**Problem statement:** Show the lines below that contain the string "noop".

Stored data entries:

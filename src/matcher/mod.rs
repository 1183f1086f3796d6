mod callback;
mod cursor;

pub use callback::{Callback, HandlerError, HandlerResult, MatchHandler};
pub use cursor::Match;
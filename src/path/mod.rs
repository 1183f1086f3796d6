mod normalize;

pub use normalize::{SEPARATOR, basename, dirname, extname, join, normalize, resolve};
use segment_router_rs::{Callback, Match, Route, Router, RouterError};
use std::collections::HashMap;

fn noop() -> Callback<()> {
    Callback::sync(|_: &mut Match<()>| Ok(()))
}

fn new_router() -> Router<()> {
    Router::new(None).expect("default options should be valid")
}

#[test]
fn router_when_variable_has_no_constraint_then_add_fails() {
    let mut router = new_router();
    let err = router
        .add_route(Route::new("/users/{id}", noop()))
        .expect_err("unconstrained variable should be rejected");

    match err {
        RouterError::MissingConstraint { variable, path } => {
            assert_eq!(variable, "id");
            assert_eq!(path, "/users/{id}");
        }
        other => panic!("unexpected error: {other:?}"),
    }
}

#[test]
fn router_when_constraint_does_not_compile_then_add_fails() {
    let mut router = new_router();
    let err = router
        .add_route(Route::new("/files/{name}", noop()).constraint("name", "([a-z"))
        .expect_err("broken constraint should be rejected");

    match err {
        RouterError::InvalidConstraint {
            variable, pattern, ..
        } => {
            assert_eq!(variable, "name");
            assert_eq!(pattern, "([a-z");
        }
        other => panic!("unexpected error: {other:?}"),
    }
}

#[test]
fn router_when_one_route_in_batch_is_invalid_then_nothing_is_registered() {
    let mut router = new_router();
    let result = router.add([
        Route::new("/ok", noop()),
        Route::new("/users/{id}", noop()),
    ]);
    assert!(result.is_err());

    assert_eq!(router.len(), 0);
    assert!(router.match_path("/ok", ()).is_empty());
}

#[test]
fn router_when_constraints_given_as_map_then_every_variable_resolves() {
    let mut constraint = HashMap::new();
    constraint.insert("org".to_string(), r"^[a-z]+$".to_string());
    constraint.insert("repo".to_string(), r"^[a-z-]+$".to_string());

    let mut router = new_router();
    router
        .add_route(
            Route::new("/{org}/{repo}", noop())
                .constraints(constraint)
                .exact(true),
        )
        .expect("route should register");

    let matched = router.match_path("/rust/segment-router", ());
    assert_eq!(matched.len(), 1);
    let variables = matched.variables();
    assert_eq!(variables.get("org").and_then(|v| v.as_str()), Some("rust"));
    assert_eq!(variables.get("repo").and_then(|v| v.as_str()), Some("segment-router"));
}

#[test]
fn router_when_cleared_then_routes_and_count_are_reset() {
    let mut router = new_router();
    router
        .add([Route::new("/a", noop()), Route::new("/b/c", noop())])
        .expect("routes should register");
    assert_eq!(router.len(), 5);

    router.clear();
    assert!(router.is_empty());
    assert!(router.match_path("/a", ()).is_empty());

    router
        .add_route(Route::new("/a", noop()))
        .expect("route should register after clear");
    assert_eq!(router.len(), 2);
    assert_eq!(router.match_path("/a", ()).len(), 1);
}

#[test]
fn router_when_match_outlives_later_mutation_then_pipeline_is_unchanged() {
    let mut router = new_router();
    router
        .add_route(Route::new("/", noop()))
        .expect("route should register");

    let matched = router.match_path("/", ());
    router
        .add_route(Route::new("/", noop()))
        .expect("route should register");

    assert_eq!(matched.len(), 1);
    assert_eq!(router.match_path("/", ()).len(), 2);
}
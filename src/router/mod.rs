mod errors;
mod options;
mod route;
mod service;

pub use errors::{RouterError, RouterResult};
pub use options::{
    DEFAULT_SEPARATOR, DEFAULT_VARIABLE_PATTERN, RouterOptions, RouterOptionsBuilder,
    RouterOptionsError,
};
pub use route::Route;
pub use service::Router;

**Solution below:**
fn noop() -> Callback<()> {
        .add_route(Route::new("/users/{id}", noop()))
        .add_route(Route::new("/files/{name}", noop()).constraint("name", "([a-z"))
        Route::new("/ok", noop()),
        Route::new("/users/{id}", noop()),
            Route::new("/{org}/{repo}", noop())
        .add([Route::new("/a", noop()), Route::new("/b/c", noop())])
        .add_route(Route::new("/a", noop()))
        .add_route(Route::new("/", noop()))
        .add_route(Route::new("/", noop()))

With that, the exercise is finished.